MRS. READE, being satisfied that she had found out Rachel's complaint—as indeed she had—put her under treatment without delay.

On the very day of her interview with her mother in the store-room, she sought and obtained permission to take the patient home with her for a week's visit, in order to try the experiment of change and a new set of dissipations, and to make her preliminary investigations undisturbed.

She had a charming house of her own at South Yarra, which she "kept" admirably, and where, in an unpretensious manner, she had established a little salon that was a fashionable head centre in Melbourne society, and well deserved by virtue of its own legitimate merits to be so.

She was not severely orthodox in these matters, like Mrs. Hardy, who weighted her entertainments with any number of dull people, if they only happened to be in the right set; though she was quite ready to acknowledge the propriety of her mother's system in her mother's circumstances.

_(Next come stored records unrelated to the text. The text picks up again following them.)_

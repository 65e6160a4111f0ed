use async_trait::async_trait;
use std::time::Duration;

use crate::CoreResult;

/// Object storage used for digital delivery
#[async_trait]
pub trait ObjectStore: Send + Sync {
    /// Write `body` under `key`, replacing any existing object
    async fn put_object(&self, key: &str, body: Vec<u8>) -> CoreResult<()>;

    /// Produce a time-limited read URL for `key`
    async fn presign_get(&self, key: &str, expires_in: Duration) -> CoreResult<String>;
}
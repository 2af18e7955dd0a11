use axum::{
    extract::{
        rejection::{JsonRejection, PathRejection, QueryRejection},
        Path, Query, State,
    },
    Extension, Json,
};
use uuid::Uuid;

use crate::api::{SubsectionBrief, SubsectionCreateRequest, SubsectionDetail, SubsectionUpdateRequest};
use crate::app::AppState;
use crate::middleware::{ApiResult, AuthUser};
use crate::pagination::{PageQuery, PageRequest};
use crate::services::SubsectionService;

/// GET /api/subsections - subsections of the caller's journals, paginated
pub async fn list(
    State(state): State<AppState>,
    Extension(user): Extension<AuthUser>,
    query: Result<Query<PageQuery>, QueryRejection>,
) -> ApiResult<Vec<SubsectionBrief>> {
    let Query(query) = query?;
    let page = PageRequest::from_query(&query, &state.config.api)?;

    SubsectionService::new(state.store.clone()).get_all(&user, page).await
}

/// POST /api/subsections - create a subsection inside one of the caller's journals
pub async fn create(
    State(state): State<AppState>,
    Extension(user): Extension<AuthUser>,
    payload: Result<Json<SubsectionCreateRequest>, JsonRejection>,
) -> ApiResult<SubsectionDetail> {
    let Json(request) = payload?;

    SubsectionService::new(state.store.clone()).create(&user, request).await
}

/// GET /api/subsections/:id
pub async fn get(
    State(state): State<AppState>,
    Extension(user): Extension<AuthUser>,
    id: Result<Path<Uuid>, PathRejection>,
) -> ApiResult<SubsectionDetail> {
    let Path(id) = id?;

    SubsectionService::new(state.store.clone()).get(&user, id).await
}

/// PUT /api/subsections/:id - title is overwritten, variant fields merged
pub async fn update(
    State(state): State<AppState>,
    Extension(user): Extension<AuthUser>,
    id: Result<Path<Uuid>, PathRejection>,
    payload: Result<Json<SubsectionUpdateRequest>, JsonRejection>,
) -> ApiResult<SubsectionDetail> {
    let Path(id) = id?;
    let Json(request) = payload?;

    SubsectionService::new(state.store.clone()).update(&user, request, id).await
}

/// DELETE /api/subsections/:id
pub async fn delete(
    State(state): State<AppState>,
    Extension(user): Extension<AuthUser>,
    id: Result<Path<Uuid>, PathRejection>,
) -> ApiResult<()> {
    let Path(id) = id?;

    SubsectionService::new(state.store.clone()).delete(&user, id).await
}
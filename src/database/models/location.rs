use serde::{Deserialize, Serialize};

/// A point on the map. Copied by value into the subsection that holds it.
#[derive(Debug, Clone, Copy, PartialEq, Serialize, Deserialize)]
pub struct Location {
    pub latitude: f64,
    pub longitude: f64,
}

impl Location {
    pub fn new(latitude: f64, longitude: f64) -> Self {
        Self { latitude, longitude }
    }

    pub fn is_valid(&self) -> bool {
        self.latitude.is_finite()
            && self.longitude.is_finite()
            && (-90.0..=90.0).contains(&self.latitude)
            && (-180.0..=180.0).contains(&self.longitude)
    }
}
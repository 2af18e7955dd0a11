use uuid::Uuid;

use crate::database::models::Journal;
use crate::error::ApiError;
use crate::middleware::AuthUser;
use crate::types::Operation;

/// The caller must be the journal's recorded creator.
pub fn authorize(caller: &AuthUser, journal: &Journal, operation: Operation, resource_id: Uuid) -> Result<(), ApiError> {
    if journal.is_created_by(caller.user_id) {
        return Ok(());
    }

    tracing::error!(
        "User {} not authorized to {} resource {}",
        caller.user_id,
        operation,
        resource_id
    );
    Err(ApiError::unauthorized(format!(
        "You are not authorized to {} resource {}",
        operation, resource_id
    )))
}
use std::sync::Arc;
use std::time::Duration;

use async_trait::async_trait;
use uuid::Uuid;

use crate::database::models::{Journal, Subsection};
use crate::database::{DatabaseError, InMemoryStore, JournalStore, Store, SubsectionStore};
use crate::middleware::AuthUser;
use crate::pagination::PageRequest;

/// Shared fixtures for service tests: an in-memory store plus two callers.
pub struct TestContext {
    pub store: Arc<InMemoryStore>,
    pub owner: AuthUser,
    pub stranger: AuthUser,
}

impl TestContext {
    pub fn new() -> Self {
        Self {
            store: Arc::new(InMemoryStore::new()),
            owner: Self::user("owner@example.com"),
            stranger: Self::user("stranger@example.com"),
        }
    }

    pub fn user(email: &str) -> AuthUser {
        AuthUser {
            user_id: Uuid::new_v4(),
            email: email.to_string(),
        }
    }

    pub fn store(&self) -> Arc<dyn Store> {
        self.store.clone()
    }

    /// The same store behind a `LaggingStore`, so concurrent requests interleave
    pub fn lagging_store(&self, lag: Duration) -> Arc<dyn Store> {
        Arc::new(LaggingStore {
            inner: self.store.clone(),
            lag,
        })
    }

    /// Persist an empty journal created by the owner
    pub async fn journal(&self, title: &str) -> Journal {
        self.store
            .save_journal(Journal::new(title, None, self.owner.user_id))
            .await
            .expect("save journal")
    }
}

/// Delegates to an `InMemoryStore`, sleeping after every read so that
/// read-then-write sequences of concurrent callers overlap.
pub struct LaggingStore {
    inner: Arc<InMemoryStore>,
    lag: Duration,
}

#[async_trait]
impl JournalStore for LaggingStore {
    async fn find_journal(&self, id: Uuid) -> Result<Option<Journal>, DatabaseError> {
        let found = self.inner.find_journal(id).await;
        tokio::time::sleep(self.lag).await;
        found
    }

    async fn find_journals_by_creator(
        &self,
        user_id: Uuid,
        page: &PageRequest,
    ) -> Result<Vec<Journal>, DatabaseError> {
        self.inner.find_journals_by_creator(user_id, page).await
    }

    async fn save_journal(&self, journal: Journal) -> Result<Journal, DatabaseError> {
        self.inner.save_journal(journal).await
    }

    async fn delete_journal(&self, id: Uuid) -> Result<(), DatabaseError> {
        self.inner.delete_journal(id).await
    }
}

#[async_trait]
impl SubsectionStore for LaggingStore {
    async fn find_subsection(&self, id: Uuid) -> Result<Option<Subsection>, DatabaseError> {
        let found = self.inner.find_subsection(id).await;
        tokio::time::sleep(self.lag).await;
        found
    }

    async fn find_subsections_by_journal_creator(
        &self,
        user_id: Uuid,
        page: &PageRequest,
    ) -> Result<Vec<Subsection>, DatabaseError> {
        self.inner.find_subsections_by_journal_creator(user_id, page).await
    }

    async fn find_subsections_by_journal(&self, journal_id: Uuid) -> Result<Vec<Subsection>, DatabaseError> {
        self.inner.find_subsections_by_journal(journal_id).await
    }

    async fn attach_subsection(&self, subsection: Subsection) -> Result<Subsection, DatabaseError> {
        self.inner.attach_subsection(subsection).await
    }

    async fn save_subsection(&self, subsection: Subsection) -> Result<Subsection, DatabaseError> {
        self.inner.save_subsection(subsection).await
    }

    async fn detach_and_delete_subsection(&self, id: Uuid) -> Result<(), DatabaseError> {
        self.inner.detach_and_delete_subsection(id).await
    }
}

#[async_trait]
impl Store for LaggingStore {
    async fn health_check(&self) -> Result<(), DatabaseError> {
        self.inner.health_check().await
    }
}

#[cfg(test)]
mod tests {
    use super::*;

    #[tokio::test]
    async fn journal_fixture_is_owned_by_owner() {
        let ctx = TestContext::new();
        let journal = ctx.journal("Iceland").await;
        assert!(journal.is_created_by(ctx.owner.user_id));
        assert!(!journal.is_created_by(ctx.stranger.user_id));
    }

    #[tokio::test]
    async fn lagging_store_shares_the_underlying_tables() {
        let ctx = TestContext::new();
        let journal = ctx.journal("Faroe").await;
        let lagging = ctx.lagging_store(Duration::from_millis(1));
        assert_eq!(lagging.find_journal(journal.id).await.unwrap(), Some(journal));
    }
}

There was no want of refinement in her hospitality, but there was a delicate flavour of Bohemianism that, like the garlic rubbed on the salad bowl, was the piquant element that made it delightful—to those, at any rate, who were sufficiently intelligent to appreciate it.

If men and women were uninteresting, she could have nothing to do with them, though they were the very "best people;" that is to say, she limited her intercourse to those ceremonial observances which rigid etiquette demanded.

If they were clever and cultured, and otherwise respectable and well-behaved, and were capable of being fused harmoniously into the general brightness of her little circle, she was inclined to condone a multitude of sins in the matter of birth and station.

Artists of all sorts, travellers and politicians, distinguished members of every profession (so long as their own merits and accomplishments distinguished them) were welcome at her house; where they would be sure to meet the most interesting women that a judicious woman, superior to the petty weakness of her sex, could gather together.

So it was that Mrs. Edward Reade's afternoons and evenings were synonymous with all that was intellectually refreshing and socially delightful to those who were privileged to enjoy them.